I spent the weeks leading up to the election in Miami, driving early voters to the polls. One place I volunteered at was Florida Memorial University, a traditionally black college. The students were all African-Americans, I saw no other racial demographics on the campus, but as first time voters they seemed earnest and excited. What disturbed me was not that they had a racially segregated campus, I've lived in the south and I recognize the necessity of having a safe learning environment for education to flourish. What worried me was that even in 2008, I seemed to be one of the only Caucasian adults that these teenagers had ever talked to as a peer. This is a terrible symptom of the racism inherent in the Southern United States.

One young woman asked me how much I was being paid to give them rides to the polls. With all the voting tricks that have been inflicted upon people in the South, it is understandable that she questioned my motives. These kids were sequestered on campus, and I think few if any of them could afford cars. After I explained that I was volunteering, and paying my own expenses, I was met with a blank stare. I actually had to explain to these university students that in my opinion if Obama fails to be elected that our nation is over. That for this reason I had strategically come to Florida to get out the vote.

These kids stood in line for 3-4 hours to Vote Early, and make sure that they didn't get left out of the most important election of their lives. For me it was a learning experience, to see kids willing to give up their time to vote, to be part of this nation. It makes me wonder why so many Americans do not participate.

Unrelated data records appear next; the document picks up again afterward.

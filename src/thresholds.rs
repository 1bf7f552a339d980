use std::collections::HashMap;

use tracing::{debug, warn};

use crate::models::{Comparator, SignalKey, ThresholdDefinition, ThresholdRow};
use crate::store::SignalStore;

/// Compiled-in thresholds used whenever the dynamic table is unusable.
const FALLBACK_THRESHOLDS: &[(i32, &str, Comparator, f64, f64)] = &[
    (1, "Hyperscaler Capex Growth YoY", Comparator::Lt, 20.0, 10.0),
    (2, "Initial Jobless Claims", Comparator::Gt, 250_000.0, 300_000.0),
    (2, "Unemployment Rate", Comparator::Gt, 4.5, 5.5),
    (3, "Consumer Sentiment Index", Comparator::Lt, 65.0, 55.0),
    (3, "Real Retail Sales Growth YoY", Comparator::Lt, 1.0, -1.0),
    (4, "Credit Card Delinquency Rate", Comparator::Gt, 3.5, 4.5),
    (4, "High Yield Spread (bps)", Comparator::Gt, 450.0, 600.0),
    (5, "SaaS Net Revenue Retention", Comparator::Lt, 120.0, 110.0),
    (5, "Software Seat Growth YoY", Comparator::Lt, 5.0, 0.0),
    (6, "VIX", Comparator::Gt, 25.0, 35.0),
];

#[derive(Debug, Clone, Copy, PartialEq, Eq)]
pub enum ThresholdSource {
    Dynamic,
    Fallback,
}

#[derive(Debug, Clone)]
pub struct ThresholdDirectory {
    source: ThresholdSource,
    entries: HashMap<SignalKey, ThresholdDefinition>,
}

impl ThresholdDirectory {
    /// Loads the dynamic table, or the fallback table when the dynamic one is unreadable,
    /// empty, or has any unusable row. Never blends the two.
    pub async fn load<S: SignalStore + ?Sized>(store: &S) -> Self {
        match store.enabled_thresholds().await {
            Ok(rows) => match Self::from_rows(&rows) {
                Ok(directory) => {
                    debug!(count = directory.len(), "Loaded dynamic thresholds");
                    directory
                }
                Err(reason) => {
                    warn!(%reason, "Dynamic thresholds unusable, using fallback table");
                    Self::fallback()
                }
            },
            Err(err) => {
                warn!(error = %err, "Threshold table unreadable, using fallback table");
                Self::fallback()
            }
        }
    }

    pub fn from_rows(rows: &[ThresholdRow]) -> Result<Self, String> {
        if rows.is_empty() {
            return Err("no enabled rows".to_string());
        }

        let mut entries = HashMap::with_capacity(rows.len());
        for row in rows {
            let key = SignalKey::new(row.domino_id, row.signal_name.clone());
            let (Some(amber), Some(red)) = (row.amber, row.red) else {
                return Err(format!("{key} is missing a cut value"));
            };
            let comparator = row
                .comparator
                .parse::<Comparator>()
                .map_err(|err| format!("{key}: {err}"))?;
            entries.insert(
                key.clone(),
                ThresholdDefinition {
                    key,
                    comparator,
                    amber,
                    red,
                },
            );
        }

        Ok(Self {
            source: ThresholdSource::Dynamic,
            entries,
        })
    }

    pub fn fallback() -> Self {
        let entries = FALLBACK_THRESHOLDS
            .iter()
            .map(|&(domino_id, name, comparator, amber, red)| {
                let key = SignalKey::new(domino_id, name);
                (
                    key.clone(),
                    ThresholdDefinition {
                        key,
                        comparator,
                        amber,
                        red,
                    },
                )
            })
            .collect();

        Self {
            source: ThresholdSource::Fallback,
            entries,
        }
    }

    pub fn resolve(&self, domino_id: i32, signal_name: &str) -> Option<&ThresholdDefinition> {
        self.entries.get(&SignalKey::new(domino_id, signal_name))
    }

    pub fn source(&self) -> ThresholdSource {
        self.source
    }

    pub fn len(&self) -> usize {
        self.entries.len()
    }
}

#[cfg(test)]
mod tests {
    use super::*;
    use crate::store::memory::MemoryStore;

    #[tokio::test]
    async fn empty_table_uses_fallback() {
        let store = MemoryStore::default();
        let directory = ThresholdDirectory::load(&store).await;

        assert_eq!(directory.source(), ThresholdSource::Fallback);
        let nrr = directory
            .resolve(5, "SaaS Net Revenue Retention")
            .expect("fallback entry");
        assert_eq!(nrr.comparator, Comparator::Lt);
        assert_eq!(nrr.amber, 120.0);
        assert_eq!(nrr.red, 110.0);
    }

    #[tokio::test]
    async fn dynamic_rows_win_when_usable() {
        let store = MemoryStore::default().with_threshold(9, "Custom", "gt", Some(1.0), Some(2.0));
        let directory = ThresholdDirectory::load(&store).await;

        assert_eq!(directory.source(), ThresholdSource::Dynamic);
        assert_eq!(directory.len(), 1);
        assert!(directory.resolve(9, "Custom").is_some());
        assert!(directory.resolve(5, "SaaS Net Revenue Retention").is_none());
    }

    #[tokio::test]
    async fn one_incomplete_row_replaces_everything() {
        let store = MemoryStore::default()
            .with_threshold(9, "Custom", "gt", Some(1.0), Some(2.0))
            .with_threshold(9, "Broken", "lt", Some(1.0), None);
        let directory = ThresholdDirectory::load(&store).await;

        assert_eq!(directory.source(), ThresholdSource::Fallback);
        assert!(directory.resolve(9, "Custom").is_none());
    }

    #[tokio::test]
    async fn read_failure_uses_fallback() {
        let store = MemoryStore::default().with_threshold(9, "Custom", "gt", Some(1.0), Some(2.0));
        store.state.lock().unwrap().fail_thresholds = true;
        let directory = ThresholdDirectory::load(&store).await;

        assert_eq!(directory.source(), ThresholdSource::Fallback);
    }

    #[test]
    fn keys_match_exactly() {
        let directory = ThresholdDirectory::fallback();
        assert!(directory.resolve(5, "saas net revenue retention").is_none());
        assert!(directory.resolve(4, "SaaS Net Revenue Retention").is_none());
    }

    #[test]
    fn unknown_comparator_is_unusable() {
        let rows = vec![ThresholdRow {
            domino_id: 1,
            signal_name: "X".to_string(),
            comparator: "between".to_string(),
            amber: Some(1.0),
            red: Some(2.0),
        }];
        assert!(ThresholdDirectory::from_rows(&rows).is_err());
    }
}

We may have a President who was born of an African and an American, but this makes him a half-breed at best. A bi-racial child for those who believe that the racial divisions in our American culture are real. I think, with this President we may begin to move into a new Post-Modern era, beyond the classifications of race, and perhaps beyond the other divisions that politicians naturally use as wedges to conquer us.

I'm looking for some hope that I'm not the only person who feels this way. The day after the election I got many phone calls from people I had worked with to Get out the Vote. One 60+ year old African-American Grandmother who I drove to the polls on election day called to thank me and share her joy about Obama. We had had a deep conversation the previous day, trying to figure out why so many people fail to vote, or vote with racist hate. To both of us it seemed so irrational and self defeating to see our own relatives squander their freedoms and neglect their potential to succumb to the ignorance and fear.

She said: "If two people from such opposite ends of the social spectrum as us can talk honestly about our problems, then perhaps we can have hope for our country."

Obama's election has given all of us, people from all over the world, the hope that our nation may still have the potential to change the injustice, free the slaves, and unite those divided. If our hope becomes reality, we may yet live up to our human potential and transcend our differences. We can still dream.